The two public relation experts on the panel, Alona Elkayam and Michael Maslansky may be good, but nobody’s that good. This is the kind of PR challenge that would make “rebranding” Nestle’s image after their ill-advised Third-World-infant-malnutrition-for-profit scheme look like a cinch.
And yet that was the question, in effect, posed for the panel: Does this level of super-hero salesman on steroids exist? Someone with such a command of slick advertising and social media window-dressing techniques that he can actually convince life-and-liberty-loving Americans that vigilance and caution are not normal human instincts, but shameful evidence of their own intolerance?
That’s a tall order, and you don’t have to take it from me. As plainly stated on the “Rebranding Islam” web page, even the conference’s organizers don’t think it would work – although a little kibitzing “wouldn’t hurt.”

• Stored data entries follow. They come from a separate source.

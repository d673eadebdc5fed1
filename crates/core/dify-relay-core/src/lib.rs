//! Dify Relay Core
//!
//! Server-side half of a browser chat client for Dify. It includes:
//!
//! - Normalization of hand-typed base URLs and API keys into a canonical target
//! - Mode-specific payloads for chat, workflow and completion apps
//! - A dispatcher that classifies every upstream outcome into a tagged result
//! - Diagnosis of Dify error responses into actionable remediation text
//! - A liveness probe for the collaborator API server
//!
//! # Example
//!
//! ```no_run
//! use dify_relay_core::*;
//!
//! #[tokio::main]
//! async fn main() -> Result<()> {
//!     let config = RelayConfig::default();
//!     let dispatcher = Dispatcher::new(&config)?;
//!     let target = normalize("https://dify.example.com", "app-xxxxxxxxxxxx", RequestMode::Chatbot)?;
//!     let result = dispatcher.send(&target, RequestMode::Chatbot, "Hello", None).await;
//!     println!("{}", result.user_message());
//!     Ok(())
//! }
//! ```

#![warn(missing_docs)]
#![warn(clippy::all)]

pub mod classify;
pub mod config;
pub mod dispatch;
pub mod error;
pub mod health;
pub mod mode;
pub mod normalize;
pub mod payload;
pub mod utils;

// Re-export main types
pub use classify::{AuthCause, ErrorKind};
pub use config::{get_env_bool, get_env_int, get_env_or, load_env, load_env_from_path, RelayConfig};
pub use dispatch::{classify_response, Dispatcher, UpstreamResult};
pub use error::{RelayError, Result, ValidationError};
pub use health::{HealthOutcome, HealthProbe};
pub use mode::{AuthHeaderType, RequestMode};
pub use normalize::{clean_api_key, clean_base_url, normalize, normalize_with, UpstreamTarget};
pub use payload::{CallerTurn, UpstreamPayload};
pub use utils::{init_logging, mask_secret, scrub_message};
//! Upstream request dispatch
//!
//! Issues one blocking call to Dify and folds every outcome, including
//! transport failures, into an [`UpstreamResult`]. Nothing past this
//! boundary returns an error to the caller.

use crate::classify::{
    classify_status, excerpt, extract_answer, extract_conversation_id, is_html_body,
    numbered_section, sniff_text, upstream_error_message, AuthCause, ErrorKind,
    ERROR_EXCERPT_CHARS,
};
use crate::config::RelayConfig;
use crate::mode::RequestMode;
use crate::normalize::UpstreamTarget;
use crate::payload::UpstreamPayload;
use crate::utils::{mask_secret, scrub_message};
use crate::Result;
use reqwest::header::{ACCEPT, CONTENT_TYPE, USER_AGENT};
use reqwest::StatusCode;
use serde::Serialize;
use serde_json::Value;
use tracing::{debug, info, info_span, warn, Instrument};
use uuid::Uuid;

/// Outcome of one upstream call
#[derive(Debug, Clone, PartialEq, Serialize)]
#[serde(tag = "type", rename_all = "snake_case")]
pub enum UpstreamResult {
    /// 2xx with a JSON body
    Success {
        /// Answer text for the chat window
        answer: String,
        /// Conversation id to send on the next turn
        conversation_id: Option<String>,
        /// Parsed upstream body
        raw: Value,
    },
    /// Non-2xx response that is not an HTML page
    StructuredError {
        /// Upstream status
        http_status: u16,
        /// Category from status and body
        kind: ErrorKind,
        /// 401 root cause, when the status was 401
        cause: Option<AuthCause>,
        /// Upstream message, or a body excerpt when it was not JSON
        message: String,
    },
    /// HTML document where JSON was expected, whatever the status
    HtmlPageError {
        /// Upstream status
        http_status: u16,
    },
    /// Transport failure or a 2xx body that is not JSON
    NetworkError {
        /// Human-readable description
        message: String,
    },
}

impl UpstreamResult {
    /// Whether the call produced an answer
    pub fn is_success(&self) -> bool {
        matches!(self, UpstreamResult::Success { .. })
    }

    /// Status the relay should answer the browser with
    ///
    /// Upstream statuses are passed through, even for an HTML page served
    /// with 200; transport and parse failures are 500.
    pub fn response_status(&self) -> u16 {
        match self {
            UpstreamResult::Success { .. } => 200,
            UpstreamResult::StructuredError { http_status, .. } => *http_status,
            UpstreamResult::HtmlPageError { http_status } => *http_status,
            UpstreamResult::NetworkError { .. } => 500,
        }
    }

    /// Text shown to the person configuring the integration
    pub fn user_message(&self) -> String {
        match self {
            UpstreamResult::Success { answer, .. } => answer.clone(),
            UpstreamResult::StructuredError {
                http_status,
                kind,
                cause,
                message,
            } => structured_message(*http_status, *kind, *cause, message),
            UpstreamResult::HtmlPageError { http_status } => html_message(*http_status),
            UpstreamResult::NetworkError { message } => message.clone(),
        }
    }

    fn network(err: &reqwest::Error) -> Self {
        UpstreamResult::NetworkError {
            message: network_message(err),
        }
    }
}

fn structured_message(
    http_status: u16,
    kind: ErrorKind,
    cause: Option<AuthCause>,
    message: &str,
) -> String {
    if let Some(cause) = cause {
        let headline = match cause.summary() {
            Some(summary) => format!("Authentication failed: {}", summary),
            None => format!("Authentication failed: {}", message),
        };
        return format!(
            "{}{}{}",
            headline,
            numbered_section("Possible causes", cause.causes()),
            numbered_section("How to fix", cause.fixes())
        );
    }

    let headline = match kind {
        ErrorKind::Forbidden => {
            "Permission denied: this API Key is not allowed to perform the operation.".to_string()
        }
        ErrorKind::NotFound => "API endpoint not found.".to_string(),
        ErrorKind::ServerError => "Dify server error: the server failed to process the request.".to_string(),
        ErrorKind::Unauthorized | ErrorKind::Unknown => {
            let reason = StatusCode::from_u16(http_status)
                .ok()
                .and_then(|s| s.canonical_reason())
                .unwrap_or("Unknown");
            format!("Dify API error (HTTP {} {}): {}", http_status, reason, message)
        }
    };
    format!("{}{}", headline, numbered_section("How to fix", kind.fixes()))
}

fn html_message(http_status: u16) -> String {
    let detail = match http_status {
        401 => " Authentication failed (401).",
        403 => " Access denied (403).",
        404 => " Endpoint not found (404).",
        s if s >= 500 => " The Dify server reported an error.",
        _ => "",
    };
    let mut fixes = vec![
        "Check that the Dify API Base URL is correct",
        "Check that the Dify server is running",
    ];
    if http_status == 404 {
        fixes.push("Check that the URL includes the /v1 API prefix");
        fixes.push("If the URL points at the web console port (e.g. :3000), use the API port instead");
    }
    if http_status == 401 || http_status == 403 {
        fixes.push("Check that the API Key is correct");
    }
    if http_status < 400 {
        fixes.push("A tunnel or reverse proxy may be serving a warning page in front of Dify");
    }
    format!(
        "The Dify server returned an HTML page instead of JSON.{}{}",
        detail,
        numbered_section("How to fix", &fixes)
    )
}

fn network_message(err: &reqwest::Error) -> String {
    if err.is_timeout() {
        return "Network error: the Dify server did not respond before the timeout expired. \
                Check that the server is running and reachable."
            .to_string();
    }
    if err.is_builder() {
        return format!(
            "Request could not be built: {}. Check the URL and API Key for unsupported characters.",
            err
        );
    }
    let text = err.to_string();
    if err.is_connect() || text.to_lowercase().contains("fetch") {
        return format!(
            "Network error: could not reach the Dify server.{}",
            numbered_section(
                "Check that",
                &[
                    "The Dify server is running",
                    "The URL is correct",
                    "Firewall, CORS or network settings allow the connection",
                ]
            )
        );
    }
    format!("Network error: {}", text)
}

/// Fold a status and raw body into an [`UpstreamResult`]
pub fn classify_response(mode: RequestMode, status: StatusCode, body: &str) -> UpstreamResult {
    let http_status = status.as_u16();

    if is_html_body(body) {
        return UpstreamResult::HtmlPageError { http_status };
    }

    if !status.is_success() {
        return match serde_json::from_str::<Value>(body) {
            Ok(json) => {
                let (kind, cause) = classify_status(http_status, &sniff_text(&json));
                UpstreamResult::StructuredError {
                    http_status,
                    kind,
                    cause,
                    message: upstream_error_message(&json).unwrap_or_else(|| json.to_string()),
                }
            }
            Err(_) => UpstreamResult::StructuredError {
                http_status,
                kind: ErrorKind::Unknown,
                cause: None,
                message: excerpt(body, ERROR_EXCERPT_CHARS),
            },
        };
    }

    match serde_json::from_str::<Value>(body) {
        Ok(json) => UpstreamResult::Success {
            answer: extract_answer(mode, &json),
            conversation_id: extract_conversation_id(&json),
            raw: json,
        },
        Err(e) => UpstreamResult::NetworkError {
            message: format!(
                "Dify returned HTTP {} with a body that is not JSON ({}). Response: {}",
                http_status,
                e,
                excerpt(body, ERROR_EXCERPT_CHARS)
            ),
        },
    }
}

/// Sends normalized requests to Dify
#[derive(Debug, Clone)]
pub struct Dispatcher {
    client: reqwest::Client,
    user_agent: String,
    default_user: String,
}

impl Dispatcher {
    /// Build a dispatcher with its own HTTP client
    pub fn new(config: &RelayConfig) -> Result<Self> {
        let mut builder = reqwest::Client::builder();
        if let Some(timeout) = config.upstream_timeout {
            builder = builder.timeout(timeout);
        }
        Ok(Self::with_client(builder.build()?, config))
    }

    /// Build a dispatcher around an existing client
    pub fn with_client(client: reqwest::Client, config: &RelayConfig) -> Self {
        Self {
            client,
            user_agent: config.user_agent.clone(),
            default_user: config.default_user.clone(),
        }
    }

    /// User id sent when the caller supplies none
    pub fn default_user(&self) -> &str {
        &self.default_user
    }

    /// Send one chat turn using the default user
    pub async fn send(
        &self,
        target: &UpstreamTarget,
        mode: RequestMode,
        message: &str,
        conversation_id: Option<&str>,
    ) -> UpstreamResult {
        let payload = UpstreamPayload::new(mode, message, conversation_id, &self.default_user);
        self.dispatch(target, mode, &payload).await
    }

    /// Send a prepared payload and classify the response
    pub async fn dispatch(
        &self,
        target: &UpstreamTarget,
        mode: RequestMode,
        payload: &UpstreamPayload,
    ) -> UpstreamResult {
        let request_id = Uuid::new_v4();
        let span = info_span!("dify_dispatch", %request_id, %mode);
        self.dispatch_inner(target, mode, payload)
            .instrument(span)
            .await
    }

    async fn dispatch_inner(
        &self,
        target: &UpstreamTarget,
        mode: RequestMode,
        payload: &UpstreamPayload,
    ) -> UpstreamResult {
        let url = target.url();
        info!(
            url = %url,
            auth_header = %target.auth_header_name,
            auth_value = %mask_secret(&target.auth_header_value),
            has_conversation = payload.conversation_id().is_some(),
            "Dispatching request to Dify"
        );

        let response = match self
            .client
            .post(&url)
            .header(target.auth_header_name.as_str(), target.auth_header_value.as_str())
            .header(CONTENT_TYPE, "application/json")
            .header(ACCEPT, "application/json")
            .header(USER_AGENT, self.user_agent.as_str())
            .json(payload)
            .send()
            .await
        {
            Ok(response) => response,
            Err(e) => {
                warn!(error = %scrub_message(&e.to_string()), "Dify request failed");
                return UpstreamResult::network(&e);
            }
        };

        let status = response.status();
        let body = match response.text().await {
            Ok(body) => body,
            Err(e) => {
                warn!(status = status.as_u16(), error = %e, "Failed to read Dify response body");
                return UpstreamResult::network(&e);
            }
        };
        debug!(status = status.as_u16(), body = %scrub_message(&body), "Dify response");

        let result = classify_response(mode, status, &body);
        match &result {
            UpstreamResult::Success { .. } => info!(status = status.as_u16(), "Dify call succeeded"),
            UpstreamResult::HtmlPageError { http_status } => {
                warn!(status = *http_status, "Dify returned an HTML page")
            }
            UpstreamResult::StructuredError { kind, cause, .. } => {
                warn!(status = status.as_u16(), ?kind, ?cause, "Dify rejected the request")
            }
            UpstreamResult::NetworkError { .. } => {
                warn!(status = status.as_u16(), "Dify returned a non-JSON success body")
            }
        }
        result
    }
}
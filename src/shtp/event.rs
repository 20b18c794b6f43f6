/// Asynchronous framing anomalies reported through the session's event
/// callback (see [`super::Session::set_event_callback`]).
///
/// These mirror `shtp_Event_t` in the CEVA reference implementation. One
/// value from that C enum, `BAD_TX_CHAN`, is intentionally not reproduced
/// here: the reference `shtp_send` only ever increments its `badTxChan`
/// counter and returns an error code for that condition, it never invokes
/// the event callback, so an `ShtpEvent` variant for it would never fire.
#[derive(Debug, Clone, Copy, PartialEq, Eq)]
pub enum ShtpEvent {
    /// A transfer shorter than the 4-byte header, or a header whose length
    /// field was itself below 4, was received.
    ShortFragment,
    /// An inbound header advertised a payload larger than the assembly
    /// buffer.
    TooLargePayloads,
    /// An inbound transfer named a channel id ≥ 8.
    BadRxChan,
    /// An inbound fragment was inconsistent with the assembly already in
    /// progress (wrong channel, wrong sequence, missing continuation bit, or
    /// mismatched remaining length).
    BadFragment,
    /// An inbound fragment's sequence number did not match the channel's
    /// expected next sequence number. Diagnostic only: the fragment is still
    /// processed and the observed sequence becomes the new expectation.
    BadSn,
    /// An assembly in progress was abandoned because of a [`Self::BadFragment`]
    /// condition.
    InterruptedPayload,
}

/// Cookie + function pointer pair used to report [`ShtpEvent`]s.
///
/// The cookie is an opaque pointer supplied by the caller at
/// [`super::Session::set_event_callback`] time and handed back unchanged on
/// every invocation; interpreting it is the caller's responsibility (see the
/// "Callback + cookie" design note in the crate's top-level docs).
pub type EventCallback = fn(cookie: *mut (), event: ShtpEvent);
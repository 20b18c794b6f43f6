//! The byte-transfer abstraction SHTP is built on.
//!
//! A `Hal` implementation knows nothing about channels, fragmentation, or
//! sequence numbers — it only moves whole transfers across a physical bus.
//! SHTP is the layer that turns a sequence of these transfers into
//! channel-multiplexed messages (see [`crate::shtp`]).

/// Largest single bus transaction and largest logical payload, in each
/// direction, that a [`Hal`] implementation supports.
///
/// These are compile-time facts about the physical link (I2C/SPI/UART
/// transfer limits, DMA buffer sizes, ...), not something SHTP negotiates at
/// runtime.
pub trait HalLimits {
    /// Largest transfer (header + body) the HAL can receive in one `read`.
    const MAX_TRANSFER_IN: usize;
    /// Largest transfer (header + body) the HAL can send in one `write`.
    const MAX_TRANSFER_OUT: usize;
    /// Largest logical payload (across all its fragments) the HAL's receive
    /// path can buffer.
    const MAX_PAYLOAD_IN: usize;
    /// Largest logical payload (across all its fragments) a caller may hand
    /// to `send`.
    const MAX_PAYLOAD_OUT: usize;
}

/// A hardware abstraction layer: open/close a link and move whole transfers
/// across it.
///
/// Implementations are expected to be non-blocking: `write` returns `Ok(0)`
/// rather than blocking when the bus isn't ready, and `read` returns `Ok(0)`
/// rather than blocking when nothing has arrived. [`crate::shtp::Session`]
/// relies on this to implement its cooperative back-pressure loop (spec
/// §4.3) without ever spinning inside the HAL itself.
pub trait Hal: HalLimits {
    /// HAL-specific error type, returned on negative status from the
    /// underlying driver.
    type Error: core::fmt::Debug;

    /// Open the underlying link. Called exactly once, from
    /// [`crate::shtp::Session::open`].
    fn open(&mut self) -> Result<(), Self::Error>;

    /// Close the underlying link. Called exactly once, from
    /// [`crate::shtp::Session::close`].
    fn close(&mut self);

    /// Write one transfer of `len` bytes from `buf[..len]`.
    ///
    /// Returns `Ok(0)` if the bus is busy and the caller should retry,
    /// `Ok(n)` with `n > 0` on success, `Err(_)` on a hard failure.
    fn write(&mut self, buf: &[u8], len: usize) -> Result<usize, Self::Error>;

    /// Read at most one transfer into `buf[..cap]`.
    ///
    /// Returns `Ok((0, _))` if nothing is available. On `Ok((n, t_us))` with
    /// `n > 0`, `buf[..n]` holds one complete transfer and `t_us` is a
    /// monotonic microsecond timestamp captured when that transfer began
    /// arriving.
    fn read(&mut self, buf: &mut [u8], cap: usize) -> Result<(usize, u64), Self::Error>;
}
#[cfg(test)]
mod shtp_test {
    use super::*;
    use assert_matches::assert_matches;
    use hex_literal::hex;
    use std::collections::VecDeque;

    /// Test double: `write` appends to `sent`, `read` drains `pending`
    /// (pre-seeded by a test to simulate inbound traffic). The two queues
    /// are deliberately separate so a test can inspect what was written
    /// without it looping back as inbound data.
    struct LoopbackHal {
        sent: VecDeque<([u8; 32], usize)>,
        pending: VecDeque<([u8; 32], usize)>,
        writes_before_ready: u32,
    }

    impl LoopbackHal {
        fn new() -> Self {
            LoopbackHal {
                sent: VecDeque::new(),
                pending: VecDeque::new(),
                writes_before_ready: 0,
            }
        }

        fn push_inbound(&mut self, frame: &[u8]) {
            let mut buf = [0u8; 32];
            buf[..frame.len()].copy_from_slice(frame);
            self.pending.push_back((buf, frame.len()));
        }
    }

    impl crate::hal::HalLimits for LoopbackHal {
        const MAX_TRANSFER_IN: usize = 32;
        const MAX_TRANSFER_OUT: usize = 32;
        const MAX_PAYLOAD_IN: usize = 256;
        const MAX_PAYLOAD_OUT: usize = 256;
    }

    impl crate::hal::Hal for LoopbackHal {
        type Error = ();

        fn open(&mut self) -> core::result::Result<(), ()> {
            Ok(())
        }

        fn close(&mut self) {}

        fn write(&mut self, buf: &[u8], len: usize) -> core::result::Result<usize, ()> {
            if self.writes_before_ready > 0 {
                self.writes_before_ready -= 1;
                return Ok(0);
            }
            let mut frame = [0u8; 32];
            frame[..len].copy_from_slice(&buf[..len]);
            self.sent.push_back((frame, len));
            Ok(len)
        }

        fn read(&mut self, buf: &mut [u8], _cap: usize) -> core::result::Result<(usize, u64), ()> {
            match self.pending.pop_front() {
                Some((frame, len)) => {
                    buf[..len].copy_from_slice(&frame[..len]);
                    Ok((len, 0))
                }
                None => Ok((0, 0)),
            }
        }
    }

    /// A HAL whose outbound transfer limit is narrower than `LoopbackHal`'s,
    /// for exercising the multi-fragment `send` path (spec example 2: chunk
    /// size 4 when `MAX_TRANSFER_OUT = 8`).
    struct NarrowOutHal {
        sent: VecDeque<([u8; 32], usize)>,
    }

    impl NarrowOutHal {
        fn new() -> Self {
            NarrowOutHal { sent: VecDeque::new() }
        }
    }

    impl crate::hal::HalLimits for NarrowOutHal {
        const MAX_TRANSFER_IN: usize = 32;
        const MAX_TRANSFER_OUT: usize = 8;
        const MAX_PAYLOAD_IN: usize = 256;
        const MAX_PAYLOAD_OUT: usize = 256;
    }

    impl crate::hal::Hal for NarrowOutHal {
        type Error = ();

        fn open(&mut self) -> core::result::Result<(), ()> {
            Ok(())
        }

        fn close(&mut self) {}

        fn write(&mut self, buf: &[u8], len: usize) -> core::result::Result<usize, ()> {
            let mut frame = [0u8; 32];
            frame[..len].copy_from_slice(&buf[..len]);
            self.sent.push_back((frame, len));
            Ok(len)
        }

        fn read(&mut self, _buf: &mut [u8], _cap: usize) -> core::result::Result<(usize, u64), ()> {
            Ok((0, 0))
        }
    }

    type TestSession = Session<LoopbackHal, 32, 32, 256>;

    #[test]
    fn single_fragment_send_matches_expected_wire_bytes() {
        let _ = env_logger::builder().is_test(true).try_init();
        let mut session = TestSession::default();
        session.open(LoopbackHal::new()).unwrap();
        session.channels[2].next_out_seq = 5;

        session.send(2, &[0xAA, 0xBB, 0xCC]).unwrap();

        let hal = session.hal.as_mut().unwrap();
        let (frame, len) = hal.sent.pop_front().unwrap();
        assert_eq!(len, 7);
        assert_eq!(&frame[..7], &hex!("07000205AABBCC"));
        assert_eq!(session.channels[2].next_out_seq, 6);
    }

    #[test]
    fn two_fragment_send_splits_on_transfer_size() {
        let mut session: Session<NarrowOutHal, 32, 8, 256> = Session::default();
        session.open(NarrowOutHal::new()).unwrap();

        session.send(3, &[1, 2, 3, 4, 5, 6]).unwrap();

        let hal = session.hal.as_mut().unwrap();
        let (frame0, len0) = hal.sent.pop_front().unwrap();
        assert_eq!(&frame0[..len0], &[0x08, 0x00, 0x03, 0x00, 1, 2, 3, 4]);
        let (frame1, len1) = hal.sent.pop_front().unwrap();
        assert_eq!(&frame1[..len1], &[0x06, 0x80, 0x03, 0x01, 5, 6]);
        assert_eq!(session.channels[3].next_out_seq, 2);
    }

    #[test]
    fn reassembly_delivers_full_payload_once() {
        let mut session = TestSession::default();
        session.open(LoopbackHal::new()).unwrap();

        static mut RECEIVED: Vec<u8> = Vec::new();
        fn on_payload(_cookie: *mut (), payload: &[u8], _t_us: u64) {
            unsafe {
                RECEIVED.clear();
                RECEIVED.extend_from_slice(payload);
            }
        }
        session.listen(3, Some((on_payload, core::ptr::null_mut()))).unwrap();

        // The first fragment's length field (0x0C = 12) must exceed its own
        // transfer length (8) so `remaining` lands on 4, not 0, after it's
        // processed — otherwise the assembly would deliver a truncated
        // 4-byte payload instead of waiting for fragment two.
        let hal = session.hal.as_mut().unwrap();
        hal.push_inbound(&[0x0C, 0x00, 0x03, 0x10, 1, 2, 3, 4]);
        hal.push_inbound(&[0x08, 0x80, 0x03, 0x11, 5, 6, 7, 8]);

        session.service().unwrap();
        session.service().unwrap();

        unsafe {
            assert_eq!(RECEIVED, vec![1, 2, 3, 4, 5, 6, 7, 8]);
        }
    }

    #[test]
    fn bad_channel_inbound_is_counted_and_never_delivered() {
        let mut session = TestSession::default();
        session.open(LoopbackHal::new()).unwrap();

        let hal = session.hal.as_mut().unwrap();
        hal.push_inbound(&[0x08, 0x00, 0x09, 0x00, 1, 2, 3, 4]);

        session.service().unwrap();

        assert_eq!(session.counters().rx_bad_chan(), 1);
    }

    #[test]
    fn listen_rejects_channel_zero_and_out_of_range() {
        let mut session = TestSession::default();
        session.open(LoopbackHal::new()).unwrap();

        assert_matches!(session.listen(0, None), Err(Error::BadParam));
        assert_matches!(session.listen(8, None), Err(Error::BadParam));
        assert_matches!(session.listen(3, None), Ok(()));
    }

    #[test]
    fn pool_exhaustion_and_idempotent_close() {
        let mut pool: Pool<LoopbackHal, 1, 32, 32, 256> = Pool::new();
        let first = pool.open(LoopbackHal::new()).unwrap();
        assert_matches!(pool.open(LoopbackHal::new()), Err(Error::NoCapacity));

        pool.close(first);
        assert!(pool.get(first).is_none());
        // Closing an already-closed handle is a no-op, never a panic.
        pool.close(first);

        // The freed slot can be reused by a fresh `open`.
        let second = pool.open(LoopbackHal::new()).unwrap();
        assert_eq!(second, first);
    }

    #[test]
    fn back_pressure_drains_inbound_between_write_retries() {
        let mut session = TestSession::default();
        let mut hal = LoopbackHal::new();
        hal.writes_before_ready = 1;
        session.open(hal).unwrap();

        session.send(2, &[1, 2, 3]).unwrap();
        assert_eq!(session.hal.as_ref().unwrap().sent.len(), 1);
    }
}
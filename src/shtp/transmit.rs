use super::channel::{ChannelRecord, MAX_CHANS};

/// Stamps one fragment's 4-byte SHTP header into `staging[0..4]` and
/// advances `chan`'s outbound sequence counter.
///
/// Pulled out of [`super::Session::send`] as a pure, independently testable
/// step; the surrounding fragmentation loop and HAL retry live on `Session`
/// itself since they need to call back into `Session::service` for
/// back-pressure draining, which a free function can't do without aliasing
/// `Session`'s own fields.
pub(crate) fn stamp_header(
    staging: &mut [u8],
    chunk: usize,
    continuation: bool,
    chan: u8,
    channels: &mut [ChannelRecord; MAX_CHANS],
) -> usize {
    let length_field = chunk + 4;
    staging[0] = (length_field & 0xFF) as u8;
    staging[1] = ((length_field >> 8) & 0x7F) as u8 | if continuation { 0x80 } else { 0 };
    staging[2] = chan;
    let record = &mut channels[chan as usize];
    staging[3] = record.next_out_seq;
    record.next_out_seq = record.next_out_seq.wrapping_add(1);
    length_field
}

Perhaps the majority of Muslims in America condemn these terrorists, but the terrorist voice is getting all the attention—creating fear in the US and beyond. Stopping terrorism in America and the views Americans have of their fellow Muslim Americans cannot be resolved by a better brand campaign, but it surely wouldn’t hurt.
Despite such low expectations, Elkayam and Maslansky joined Muslim American advocates, Daisy Khan and Zeenat Rahman; and journalist, Joel Mowbray; to discuss what kind of spit and polish would be required to separate Islam from the terrorists… and, I suspect, to convince John and Jane Q. Public that only knuckle-dragging islamophobes are watchful for the next mass murderer wannabe queuing up for future carnage in the name of Allah.
And while the panelists rightfully agreed that mainstream Muslims could improve their image by speaking out more stridently against terrorism, discussion appeared to be thin when it came to the gaping fissures of insight and self-examination within the Muslim community itself.
There are many areas where Islam could shore up their “branding” problem, which Elkayam and Maslansky didn’t mention. I’m no marketing expert, but I would think that Khan’s obsession with delivering joy to whatever rock Osama Bin Laden is hiding under by imposing an “Islamic Cultural Center” smack on top of the ashes, tears, and rubble of Ground Zero might also contribute to Islam’s “branding” problem.
It’s elementary that if you want to sell something, you don’t offend, insult, and injure your target market — and Islam is accomplishing all three with the Cordoba Project. Knowing that American Muslims are determined to build a mosque at the location where hundreds spent their last terrifying minutes on earth listening to throat-cutting madmen chant “allahu-akbar,” could be viewed as a little insensitive and off-putting.
Americans aren’t stupid. If Islamists in Gaza would pass out candy to celebrate the throat-slashing of a three-month-old infidel, it’s ignorant to assume that an Islamic center at Ground Zero wouldn’t become an instant monument to conquest and triumph and a fanatic magnet for zealots gather and seethe about the great Satan and incubate more terrorists like the ones that brought down the World Trade Center in the first place.
Maybe it’s just me, but it seems like that’s just the sort of thing that might contribute to Islam’s “branding” problem.
And so the question is, if “rebranding Islam” is successful, would it ultimately cost lives? Because the panel seemed to be stuck on the notion that Islam’s reputation problems are not of their own making, but are simply amorphous perceptions within an intolerant populous that must be taught to divorce Islam from terrorism.
That sounds nice, but didn’t the Fort Hood Massacre prove that tolerance in the face of terrorism can be dangerous? That we ignore islamofascism at our own peril?